Harvard:Biophysics 101/2007/Notebook:CChi/2007-2-27

From OpenWetWare
Jump to navigationJump to search

Assignments due 2/20 and 2/27

This script compares an input sequences to a reference sequence and reports:

ORFs

  • gives start and end index in terms of reference sequence
  • does not give nested ORFs

Deletions and Insertions

  • index and nucleotide of deletion or insertion
  • whether deletion or insertion caused a frameshift

Mutations

  • index and nucleotide of mutation
  • amino acids involved
  • whether mutation was silent or not


Problems I ran into (and how I may have attempted to solve them):

  • insertions make the reference sequence different in the .aln output.

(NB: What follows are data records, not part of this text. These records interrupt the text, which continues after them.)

//! Authorization endpoint redirect responses.
//!
//! A [`RedirectResponse`] ties the pieces together for one response: it
//! resolves the response mode, picks the protection (JWT modes are always
//! signed or encrypted, other modes are always plain), runs the artifact
//! pipeline and dispatches the result.

use std::fmt;
use std::sync::Arc;

use serde::Serialize;

use super::dispatcher::{DispatchedResponse, ResponseModeDispatcher};
use super::mode::{ResponseMode, ResponseType};
use crate::ResponseResult;
use crate::config::ResponseConfig;
use crate::crypto::CryptoCapability;
use crate::jose::claims::ClaimsAssembler;
use crate::params::{ParameterCollection, names};
use crate::pipeline::{ArtifactPipeline, PipelineOutcome, Protection, SigningKey};

/// Builder and renderer for an authorization response.
#[derive(Clone)]
pub struct RedirectResponse {
    base_uri: String,
    response_mode: Option<ResponseMode>,
    response_types: Vec<ResponseType>,
    params: ParameterCollection,
    protection: Protection,
    expires_at: Option<i64>,
    crypto: Option<Arc<dyn CryptoCapability>>,
    config: ResponseConfig,
}

impl fmt::Debug for RedirectResponse {
    fn fmt(&self, f: &mut fmt::Formatter<'_>) -> fmt::Result {
        f.debug_struct("RedirectResponse")
            .field("base_uri", &self.base_uri)
            .field("response_mode", &self.response_mode)
            .field("response_types", &self.response_types)
            .field("params", &self.params)
            .field("protection", &self.protection)
            .field("expires_at", &self.expires_at)
            .field("crypto", &self.crypto.is_some())
            .field("config", &self.config)
            .finish()
    }
}

impl RedirectResponse {
    /// Creates a response to `base_uri` with no parameters.
    #[must_use]
    pub fn new(base_uri: impl Into<String>) -> Self {
        Self {
            base_uri: base_uri.into(),
            response_mode: None,
            response_types: Vec::new(),
            params: ParameterCollection::new(),
            protection: Protection::Plain,
            expires_at: None,
            crypto: None,
            config: ResponseConfig::default(),
        }
    }

    /// Creates an error response (RFC 6749 section 4.1.2.1).
    #[must_use]
    pub fn for_error(base_uri: impl Into<String>, error: &AuthorizationError) -> Self {
        Self::new(base_uri).params(error.to_params())
    }

    /// Sets the requested response mode.
    #[must_use]
    pub fn response_mode(mut self, mode: Option<ResponseMode>) -> Self {
        self.response_mode = mode;
        self
    }

    /// Sets the requested response types, used to pick a default mode.
    #[must_use]
    pub fn response_types(mut self, types: impl Into<Vec<ResponseType>>) -> Self {
        self.response_types = types.into();
        self
    }

    /// Replaces the response parameters.
    #[must_use]
    pub fn params(mut self, params: ParameterCollection) -> Self {
        self.params = params;
        self
    }

    /// Sets one response parameter.
    #[must_use]
    pub fn param(mut self, name: impl Into<String>, value: impl Into<String>) -> Self {
        self.params.set(name, value);
        self
    }

    /// Sets the protection for JWT response modes.
    #[must_use]
    pub fn protection(mut self, protection: Protection) -> Self {
        self.protection = protection;
        self
    }

    /// Sets an absolute `exp` (unix seconds) for JWT response modes. Without
    /// one, `exp` is now plus the configured response lifetime.
    #[must_use]
    pub fn expires_at(mut self, exp: Option<i64>) -> Self {
        self.expires_at = exp;
        self
    }

    /// Sets the crypto provider.
    #[must_use]
    pub fn crypto(mut self, crypto: Arc<dyn CryptoCapability>) -> Self {
        self.crypto = Some(crypto);
        self
    }

    /// Sets the configuration.
    #[must_use]
    pub fn config(mut self, config: ResponseConfig) -> Self {
        self.config = config;
        self
    }

    /// Returns the response parameters for modification.
    pub fn params_mut(&mut self) -> &mut ParameterCollection {
        &mut self.params
    }

    /// Returns the response mode after defaulting.
    #[must_use]
    pub fn effective_mode(&self) -> ResponseMode {
        ResponseMode::resolve(self.response_mode, &self.response_types)
    }

    /// Returns the protection that will be applied.
    ///
    /// Non-JWT modes are plain. A JWT mode without configured protection is
    /// signed with the default algorithm and the provider's default key.
    #[must_use]
    pub fn effective_protection(&self) -> Protection {
        if !self.effective_mode().is_jwt() {
            return Protection::Plain;
        }
        match &self.protection {
            Protection::Plain => Protection::Signed(SigningKey::asymmetric(
                self.config.default_signature_algorithm,
                None::<String>,
            )),
            other => other.clone(),
        }
    }

    /// Runs the artifact pipeline.
    ///
    /// # Errors
    /// Returns an error if the configuration is invalid or a pipeline stage
    /// fails hard.
    pub fn build_artifact(&self) -> ResponseResult<PipelineOutcome> {
        self.config.validate()?;

        let assembler = ClaimsAssembler::new(self.config.response_lifetime)
            .issuer(self.config.issuer.as_deref())
            .expires_at(self.expires_at);
        ArtifactPipeline::new(self.crypto.as_deref()).build(
            &self.params,
            &assembler,
            &self.effective_protection(),
        )
    }

    /// Returns the value carried under `response` in JWT modes.
    ///
    /// The value is empty when the recipient key was unavailable.
    ///
    /// # Errors
    /// Returns an error if the pipeline fails hard.
    pub fn response_value(&self) -> ResponseResult<String> {
        Ok(self.build_artifact()?.response_value().to_string())
    }

    /// Renders the response in its wire form.
    ///
    /// # Errors
    /// Returns an error if the base URI is invalid or the pipeline fails hard.
    pub fn render(&self) -> ResponseResult<DispatchedResponse> {
        let mode = self.effective_mode();
        let dispatcher = ResponseModeDispatcher::new(&self.base_uri, mode)?;
        let outcome = self.build_artifact()?;

        if outcome.is_key_unavailable() {
            tracing::warn!(mode = %mode, "Rendering empty response: encryption key unavailable");
        } else {
            tracing::debug!(mode = %mode, params = self.params.len(), "Rendering authorization response");
        }
        dispatcher.dispatch(&outcome)
    }
}

// ============================================================================
// Error responses
// ============================================================================

/// OAuth 2.0 authorization endpoint error codes.
#[derive(Debug, Clone, Copy, PartialEq, Eq, Hash, Serialize)]
#[serde(rename_all = "snake_case")]
pub enum AuthorizationErrorCode {
    /// The request is missing a required parameter, includes an invalid
    /// parameter value, includes a parameter more than once, or is
    /// otherwise malformed.
    InvalidRequest,

    /// The client is not authorized to request an authorization code
    /// using this method.
    UnauthorizedClient,

    /// The resource owner or authorization server denied the request.
    AccessDenied,

    /// The authorization server does not support this response type.
    UnsupportedResponseType,

    /// The requested scope is invalid, unknown, or malformed.
    InvalidScope,

    /// The authorization server encountered an unexpected condition.
    ServerError,

    /// The authorization server is temporarily unable to handle the request.
    TemporarilyUnavailable,
}

impl AuthorizationErrorCode {
    /// Returns the string representation of the error code.
    #[must_use]
    pub fn as_str(&self) -> &'static str {
        match self {
            Self::InvalidRequest => "invalid_request",
            Self::UnauthorizedClient => "unauthorized_client",
            Self::AccessDenied => "access_denied",
            Self::UnsupportedResponseType => "unsupported_response_type",
            Self::InvalidScope => "invalid_scope",
            Self::ServerError => "server_error",
            Self::TemporarilyUnavailable => "temporarily_unavailable",
        }
    }
}

impl fmt::Display for AuthorizationErrorCode {
    fn fmt(&self, f: &mut fmt::Formatter<'_>) -> fmt::Result {
        write!(f, "{}", self.as_str())
    }
}

/// An authorization error delivered to the client's redirect URI.
#[derive(Debug, Clone, PartialEq, Eq)]
pub struct AuthorizationError {
    /// Error code.
    pub error: AuthorizationErrorCode,
    /// Human-readable description.
    pub error_description: Option<String>,
    /// URI of a page describing the error.
    pub error_uri: Option<String>,
    /// Echoed client state.
    pub state: Option<String>,
}

impl AuthorizationError {
    /// Creates an error with no description.
    #[must_use]
    pub fn new(error: AuthorizationErrorCode, state: Option<impl Into<String>>) -> Self {
        Self {
            error,
            error_description: None,
            error_uri: None,
            state: state.map(Into::into),
        }
    }

    /// Adds a description.
    #[must_use]
    pub fn with_description(mut self, description: impl Into<String>) -> Self {
        self.error_description = Some(description.into());
        self
    }

    /// Adds an error URI.
    #[must_use]
    pub fn with_uri(mut self, uri: impl Into<String>) -> Self {
        self.error_uri = Some(uri.into());
        self
    }

    /// Returns the error as response parameters.
    #[must_use]
    pub fn to_params(&self) -> ParameterCollection {
        let mut params = ParameterCollection::new();
        params.set(names::ERROR, self.error.as_str());
        if let Some(description) = &self.error_description {
            params.set(names::ERROR_DESCRIPTION, description.as_str());
        }
        if let Some(uri) = &self.error_uri {
            params.set(names::ERROR_URI, uri.as_str());
        }
        if let Some(state) = &self.state {
            params.set(names::STATE, state.as_str());
        }
        params
    }
}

This causes trouble when comparing pretty much any codon back to the reference, so I had to create a separate, running consensus sequence to reference.
  • I did not like the idea of a nested ORF, so I didn't use them.
  • indexes given for deletions, insertions, and mutations represent the index of the input sequence, not the representative index from the reference sequence.
  • have not yet addressed the specifics of the amino acid changes (hydro philic/phobic, etc.)


Code

#!/usr/bin/env python

import os
from Bio import Clustalw, GenBank, Seq
from Bio.Align import AlignInfo
from sets import Set
from Bio.Seq import Seq,translate

cline = Clustalw.MultipleAlignCL(os.path.join(os.curdir, 'Apoe2.fasta'))
cline.set_output('test.aln') 
alignment = Clustalw.do_alignment(cline)

deletions = []  # list of deletion indices
insertions = [] # list of insertion indices
mutations = []  # list of mutation indices
mutcodon = ''   # temp codon with mutation of interest
mutconsAA = []  # consensus amino acid where mutation of interest occurred
mutAA = []      # amino acid after mutation
ORFstarts = []  # list of ORF start sites
ORFends = []    # list of ORF end sites
ORF = 0         # boolean for whether we are currently in an ORF
mut = 0         # boolean for whether the current codon contains a mutation
codon = ''      # temp codon variable
consensus = []  # consensus sequence without the pain of insertion '-'s
nucwithindex = []# nested list within consensus list [index, nucleotide]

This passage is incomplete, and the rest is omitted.